# 1956 Schwinn DeLuxe Hornet



## vincev (Oct 5, 2011)

Picked up this Hornet a few weeks ago and it was in pretty rough shape.Bearings were caked,etc.Finished it up today.Its not been repainted or restored like new but it looks bright and rides well.Heres a before and after.I had to repaint the Delta light to match the orange[faded red] of the rest of the bike.


----------



## ridingtoy (Oct 5, 2011)

Beautiful looking Schwinn you have there.

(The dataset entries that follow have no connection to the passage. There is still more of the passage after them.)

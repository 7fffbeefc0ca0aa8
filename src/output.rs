//! Plan and summary output formats

use clap::ValueEnum;
use serde::Serialize;

use crate::error::Result;

/// Serialization format for printed plans and summaries
#[derive(Debug, Clone, Copy, Default, PartialEq, Eq, ValueEnum)]
pub enum OutputFormat {
    #[default]
    Yaml,
    Json,
}

/// Serialize `value` in `format`, newline-terminated
pub fn render_output<T: Serialize>(value: &T, format: OutputFormat) -> Result<String> {
    Ok(match format {
        OutputFormat::Yaml => serde_yaml::to_string(value)?,
        OutputFormat::Json => serde_json::to_string_pretty(value)? + "\n",
    })
}
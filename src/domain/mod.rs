//! Domain layer - port traits at the cluster boundary

pub mod ports;

pub use ports::*;
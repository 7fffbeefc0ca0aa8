//! Domain Ports - boundaries between the reconciler and the cluster
//!
//! The reconciler itself is pure. Reading and writing claims goes through
//! [`ClaimStore`], implemented against the Kubernetes API by
//! [`crate::controller::KubeClaimStore`].

use crate::error::Result;
use async_trait::async_trait;
use k8s_openapi::api::core::v1::PersistentVolumeClaim;
use serde::{Deserialize, Serialize};

// =============================================================================
// Claim Actions
// =============================================================================

/// Write issued against a claim
#[derive(Debug, Clone, Copy, PartialEq, Eq, Hash, Serialize, Deserialize)]
#[serde(rename_all = "lowercase")]
pub enum ClaimAction {
    Create,
    Delete,
    Update,
}

impl ClaimAction {
    pub fn as_str(&self) -> &'static str {
        match self {
            ClaimAction::Create => "create",
            ClaimAction::Delete => "delete",
            ClaimAction::Update => "update",
        }
    }
}

impl std::fmt::Display for ClaimAction {
    fn fmt(&self, f: &mut std::fmt::Formatter<'_>) -> std::fmt::Result {
        f.write_str(self.as_str())
    }
}

// =============================================================================
// Port Traits
// =============================================================================

/// Storage of a topology's claims
#[async_trait]
pub trait ClaimStore: Send + Sync {
    /// Claims labelled as owned by `topology_name`
    async fn list_owned(
        &self,
        namespace: &str,
        topology_name: &str,
    ) -> Result<Vec<PersistentVolumeClaim>>;

    /// Create a claim
    async fn create(
        &self,
        namespace: &str,
        claim: &PersistentVolumeClaim,
    ) -> Result<PersistentVolumeClaim>;

    /// Replace an existing claim
    async fn replace(
        &self,
        namespace: &str,
        claim: &PersistentVolumeClaim,
    ) -> Result<PersistentVolumeClaim>;

    /// Delete a claim; deleting a claim that is already gone succeeds
    async fn delete(&self, namespace: &str, name: &str) -> Result<()>;
}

Amazing the transformation with some spiffing up and adding those WW tires.  Did you restore/have restored the saddle or is it an identical replacement?

Dave


----------



## vincev (Oct 5, 2011)

the saddle is an old Schwinn one I had as an extra.


----------



## Talewinds (Oct 5, 2011)

That's a keeper!!!


----------



## Boris (Oct 5, 2011)

Well now, that don't look half bad!


----------



## vincev (Oct 5, 2011)

Hi Dave,I had to get this one together so I could start on that Colson.Thanks again.


----------



## ksing44 (Apr 26, 2013)

*Nice bike!*



vincev said:


> Picked up this Hornet a few weeks ago and it was in pretty rough shape.Bearings were caked,etc.Finished it up today.Its not been repainted or restored like new but it looks bright and rides well.Heres a before and after.I had to repaint the Delta light to match the orange[faded red] of the rest of the bike.

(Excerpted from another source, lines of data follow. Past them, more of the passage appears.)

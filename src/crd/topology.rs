//! Topology CRD
//!
//! A Topology describes a multi-node network emulation workload. Only the
//! parts the claims reconciler consumes are modelled here: the definition the
//! node set is derived from, the persistence policy and the naming policy.

use kube::{CustomResource, ResourceExt};
use schemars::JsonSchema;
use serde::{Deserialize, Serialize};

use crate::config::ConfigManager;

// =============================================================================
// Topology CRD
// =============================================================================

/// Topology is the owner of every per-node child object
#[derive(CustomResource, Debug, Clone, Default, PartialEq, Serialize, Deserialize, JsonSchema)]
#[kube(
    group = "topology.netlab.io",
    version = "v1alpha1",
    kind = "Topology",
    plural = "topologies",
    shortname = "topo",
    printcolumn = r#"{"name": "Naming", "type": "string", "jsonPath": ".spec.naming"}"#,
    printcolumn = r#"{"name": "Persistence", "type": "boolean", "jsonPath": ".spec.deployment.persistence.enabled"}"#,
    printcolumn = r#"{"name": "Age", "type": "date", "jsonPath": ".metadata.creationTimestamp"}"#,
    namespaced
)]
#[serde(rename_all = "camelCase")]
pub struct TopologySpec {
    /// Source definition the nodes are derived from
    #[serde(default)]
    pub definition: Definition,

    /// Deployment settings
    #[serde(default)]
    pub deployment: Deployment,

    /// Object naming policy
    #[serde(default)]
    pub naming: Naming,
}

// =============================================================================
// Sub-Types
// =============================================================================

/// Topology definition; exactly one of the fields is expected to be set
#[derive(Debug, Clone, Default, PartialEq, Serialize, Deserialize, JsonSchema)]
#[serde(rename_all = "camelCase")]
pub struct Definition {
    /// Containerlab topology file contents
    #[serde(default, skip_serializing_if = "Option::is_none")]
    pub containerlab: Option<String>,

    /// KNE topology file contents
    #[serde(default, skip_serializing_if = "Option::is_none")]
    pub kne: Option<String>,
}

/// Deployment settings
#[derive(Debug, Clone, Default, PartialEq, Serialize, Deserialize, JsonSchema)]
#[serde(rename_all = "camelCase")]
pub struct Deployment {
    /// Per-node persistence of the lab directory
    #[serde(default)]
    pub persistence: Persistence,
}

/// Persistence policy for per-node claims
#[derive(Debug, Clone, Default, PartialEq, Eq, Serialize, Deserialize, JsonSchema)]
#[serde(rename_all = "camelCase")]
pub struct Persistence {
    /// Give every node a claim
    #[serde(default)]
    pub enabled: bool,

    /// Claim size (e.g., "10Gi"); empty uses the default
    #[serde(default)]
    pub claim_size: String,

    /// Storage class; empty leaves the cluster default in charge
    #[serde(default)]
    pub storage_class_name: String,

    /// "block" or "filesystem"; anything else falls back to filesystem
    #[serde(default)]
    pub volume_mode: String,
}

/// Naming policy for rendered child objects
#[derive(Debug, Clone, Copy, Default, PartialEq, Eq, Serialize, Deserialize, JsonSchema)]
#[serde(rename_all = "kebab-case")]
pub enum Naming {
    /// Defer to the operator-wide setting
    #[default]
    Global,
    /// Always prefix object names with the topology name
    Prefixed,
    /// Never prefix object names
    NonPrefixed,
}

impl std::fmt::Display for Naming {
    fn fmt(&self, f: &mut std::fmt::Formatter<'_>) -> std::fmt::Result {
        match self {
            Naming::Global => write!(f, "global"),
            Naming::Prefixed => write!(f, "prefixed"),
            Naming::NonPrefixed => write!(f, "non-prefixed"),
        }
    }
}

/// Kind of definition a topology was built from
#[derive(Debug, Clone, Copy, PartialEq, Eq, Hash, Serialize, Deserialize)]
#[serde(rename_all = "lowercase")]
pub enum TopologyKind {
    Containerlab,
    Kne,
}

impl std::fmt::Display for TopologyKind {
    fn fmt(&self, f: &mut std::fmt::Formatter<'_>) -> std::fmt::Result {
        match self {
            TopologyKind::Containerlab => write!(f, "containerlab"),
            TopologyKind::Kne => write!(f, "kne"),
        }
    }
}

// =============================================================================
// Implementations
// =============================================================================

impl Topology {
    /// Definition kind; containerlab wins when both are set
    pub fn kind(&self) -> TopologyKind {
        let definition = &self.spec.definition;

        if definition.containerlab.is_none() && definition.kne.is_some() {
            TopologyKind::Kne
        } else {
            TopologyKind::Containerlab
        }
    }

    /// Persistence policy
    pub fn persistence(&self) -> &Persistence {
        &self.spec.deployment.persistence
    }

    /// Namespace child objects are created in
    pub fn namespace_or_default(&self) -> String {
        self.namespace().unwrap_or_else(|| "default".to_string())
    }
}

/// Whether child object names drop the `{topology}-` prefix
pub fn resolve_remove_prefix(topology: &Topology, config: &dyn ConfigManager) -> bool {
    match topology.spec.naming {
        Naming::Prefixed => false,
        Naming::NonPrefixed => true,
        Naming::Global => config.remove_topology_prefix(),
    }
}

I have one of these too! Mine looks like the before pictures. I even have the same front light. Your after pictures look so great! I always thought I would like to clean it real well like you did, but haven't gotten to it yet. I've had it sine about 1980, so I really have no excuse. Maybe when I retire I'll finally get it looking like yours. 

You must have had some parts re-chromed too? Then just cleaned the paint? Your bike looks so nice. I also need an original-like brown seat. I just put a seat on that was lying around in the bike shop back when I got it. 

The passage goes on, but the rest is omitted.